§ **EXERCISE GOAL**: From the line below that contains "filename crates/keeper-settings/src/loader.rs" to the line that contains "use crate::types::KeeperSettings;", repeat every line exactly, both ends included, and nothing else.

§ **RAW DATA**:
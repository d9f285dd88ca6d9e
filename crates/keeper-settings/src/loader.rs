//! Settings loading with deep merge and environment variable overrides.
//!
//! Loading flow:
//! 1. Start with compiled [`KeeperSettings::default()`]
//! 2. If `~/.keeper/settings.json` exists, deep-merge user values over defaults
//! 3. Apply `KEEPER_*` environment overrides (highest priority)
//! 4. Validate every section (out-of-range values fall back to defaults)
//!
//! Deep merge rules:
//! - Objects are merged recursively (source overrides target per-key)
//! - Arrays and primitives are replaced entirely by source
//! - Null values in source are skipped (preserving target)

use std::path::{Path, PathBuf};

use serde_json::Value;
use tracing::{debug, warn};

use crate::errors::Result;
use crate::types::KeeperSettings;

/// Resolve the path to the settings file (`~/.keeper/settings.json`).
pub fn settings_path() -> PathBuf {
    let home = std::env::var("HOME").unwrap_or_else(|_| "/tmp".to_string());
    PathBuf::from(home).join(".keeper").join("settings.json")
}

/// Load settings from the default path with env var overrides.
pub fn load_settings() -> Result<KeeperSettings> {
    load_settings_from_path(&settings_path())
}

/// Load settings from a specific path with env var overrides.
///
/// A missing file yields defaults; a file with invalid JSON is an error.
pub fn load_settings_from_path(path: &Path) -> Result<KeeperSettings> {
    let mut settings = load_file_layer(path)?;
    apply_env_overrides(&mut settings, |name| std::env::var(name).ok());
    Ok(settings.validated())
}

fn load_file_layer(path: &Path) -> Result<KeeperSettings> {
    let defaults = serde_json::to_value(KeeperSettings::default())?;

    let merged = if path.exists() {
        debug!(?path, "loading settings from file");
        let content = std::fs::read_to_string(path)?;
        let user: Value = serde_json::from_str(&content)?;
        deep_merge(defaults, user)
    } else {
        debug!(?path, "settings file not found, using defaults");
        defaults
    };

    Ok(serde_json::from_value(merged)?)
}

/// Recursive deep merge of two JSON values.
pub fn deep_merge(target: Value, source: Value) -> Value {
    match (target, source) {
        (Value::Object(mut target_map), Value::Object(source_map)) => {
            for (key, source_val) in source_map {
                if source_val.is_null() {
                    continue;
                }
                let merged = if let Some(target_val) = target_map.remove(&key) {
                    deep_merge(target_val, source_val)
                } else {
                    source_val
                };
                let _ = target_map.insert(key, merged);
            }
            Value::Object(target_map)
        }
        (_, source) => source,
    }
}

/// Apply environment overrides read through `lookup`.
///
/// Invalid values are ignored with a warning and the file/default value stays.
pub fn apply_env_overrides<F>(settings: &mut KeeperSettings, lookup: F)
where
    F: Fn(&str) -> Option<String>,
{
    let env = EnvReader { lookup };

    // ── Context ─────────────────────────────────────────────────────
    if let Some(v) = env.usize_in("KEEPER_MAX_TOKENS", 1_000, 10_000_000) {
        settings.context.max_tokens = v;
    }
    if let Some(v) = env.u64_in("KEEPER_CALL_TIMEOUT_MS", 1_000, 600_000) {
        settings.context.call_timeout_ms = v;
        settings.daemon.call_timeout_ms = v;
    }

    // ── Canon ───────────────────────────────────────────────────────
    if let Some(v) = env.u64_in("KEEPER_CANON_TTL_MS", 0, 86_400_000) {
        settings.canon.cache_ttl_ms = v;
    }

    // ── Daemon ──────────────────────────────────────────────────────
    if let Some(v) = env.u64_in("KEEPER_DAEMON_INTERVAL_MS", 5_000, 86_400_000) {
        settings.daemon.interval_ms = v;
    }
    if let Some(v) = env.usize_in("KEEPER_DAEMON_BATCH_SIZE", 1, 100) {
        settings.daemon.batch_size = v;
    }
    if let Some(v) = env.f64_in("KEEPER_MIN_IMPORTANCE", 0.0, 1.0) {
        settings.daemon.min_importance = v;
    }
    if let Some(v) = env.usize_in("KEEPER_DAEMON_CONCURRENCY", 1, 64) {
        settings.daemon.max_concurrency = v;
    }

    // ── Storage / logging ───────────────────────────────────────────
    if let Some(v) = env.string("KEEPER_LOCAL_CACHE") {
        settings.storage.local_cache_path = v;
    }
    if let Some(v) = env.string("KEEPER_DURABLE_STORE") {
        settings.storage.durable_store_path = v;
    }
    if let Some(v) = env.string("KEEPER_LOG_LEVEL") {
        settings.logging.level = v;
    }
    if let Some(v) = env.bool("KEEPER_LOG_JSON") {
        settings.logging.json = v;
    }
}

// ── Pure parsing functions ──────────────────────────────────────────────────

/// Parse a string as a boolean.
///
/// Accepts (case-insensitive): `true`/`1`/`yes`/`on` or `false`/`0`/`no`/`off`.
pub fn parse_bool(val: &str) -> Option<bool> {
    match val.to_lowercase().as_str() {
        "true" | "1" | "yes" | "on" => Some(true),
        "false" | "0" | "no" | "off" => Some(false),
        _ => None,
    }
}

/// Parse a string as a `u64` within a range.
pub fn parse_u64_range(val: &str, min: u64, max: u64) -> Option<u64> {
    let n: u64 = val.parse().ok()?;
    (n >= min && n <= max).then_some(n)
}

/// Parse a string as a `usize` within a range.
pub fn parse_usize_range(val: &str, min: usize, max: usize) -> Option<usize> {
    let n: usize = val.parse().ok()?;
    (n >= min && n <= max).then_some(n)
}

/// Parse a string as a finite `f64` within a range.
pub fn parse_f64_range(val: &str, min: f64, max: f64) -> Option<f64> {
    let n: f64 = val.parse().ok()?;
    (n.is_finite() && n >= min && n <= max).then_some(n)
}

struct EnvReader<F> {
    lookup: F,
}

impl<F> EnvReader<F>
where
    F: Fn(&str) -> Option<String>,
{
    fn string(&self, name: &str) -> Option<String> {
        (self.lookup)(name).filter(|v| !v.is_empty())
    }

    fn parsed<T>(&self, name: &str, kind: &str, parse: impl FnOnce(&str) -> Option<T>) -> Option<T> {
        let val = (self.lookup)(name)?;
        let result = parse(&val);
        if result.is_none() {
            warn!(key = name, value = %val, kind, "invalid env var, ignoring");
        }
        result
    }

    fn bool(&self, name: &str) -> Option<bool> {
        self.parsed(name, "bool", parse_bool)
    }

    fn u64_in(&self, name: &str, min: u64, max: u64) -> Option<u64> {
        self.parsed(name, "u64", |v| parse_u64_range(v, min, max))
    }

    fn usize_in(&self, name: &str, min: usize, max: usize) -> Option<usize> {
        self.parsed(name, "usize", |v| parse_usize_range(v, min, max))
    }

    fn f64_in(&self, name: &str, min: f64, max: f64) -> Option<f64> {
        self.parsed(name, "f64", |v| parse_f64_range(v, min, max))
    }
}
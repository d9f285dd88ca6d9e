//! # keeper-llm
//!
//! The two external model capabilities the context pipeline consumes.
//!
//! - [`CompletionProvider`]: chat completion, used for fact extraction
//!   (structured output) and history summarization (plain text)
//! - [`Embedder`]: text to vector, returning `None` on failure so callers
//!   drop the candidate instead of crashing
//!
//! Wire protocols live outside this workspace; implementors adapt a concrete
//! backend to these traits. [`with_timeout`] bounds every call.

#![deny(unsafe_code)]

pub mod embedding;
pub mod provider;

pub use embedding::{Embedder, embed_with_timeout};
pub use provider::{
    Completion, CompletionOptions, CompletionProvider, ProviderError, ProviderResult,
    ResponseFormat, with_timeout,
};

§ **FINISHED EXERCISE**:
filename crates/keeper-settings/src/loader.rs
//! Settings loading with deep merge and environment variable overrides.
//!
//! Loading flow:
//! 1. Start with compiled [`KeeperSettings::default()`]
//! 2. If `~/.keeper/settings.json` exists, deep-merge user values over defaults
//! 3. Apply `KEEPER_*` environment overrides (highest priority)
//! 4. Validate every section (out-of-range values fall back to defaults)
//!
//! Deep merge rules:
//! - Objects are merged recursively (source overrides target per-key)
//! - Arrays and primitives are replaced entirely by source
//! - Null values in source are skipped (preserving target)

use std::path::{Path, PathBuf};

use serde_json::Value;
use tracing::{debug, warn};

use crate::errors::Result;
use crate::types::KeeperSettings;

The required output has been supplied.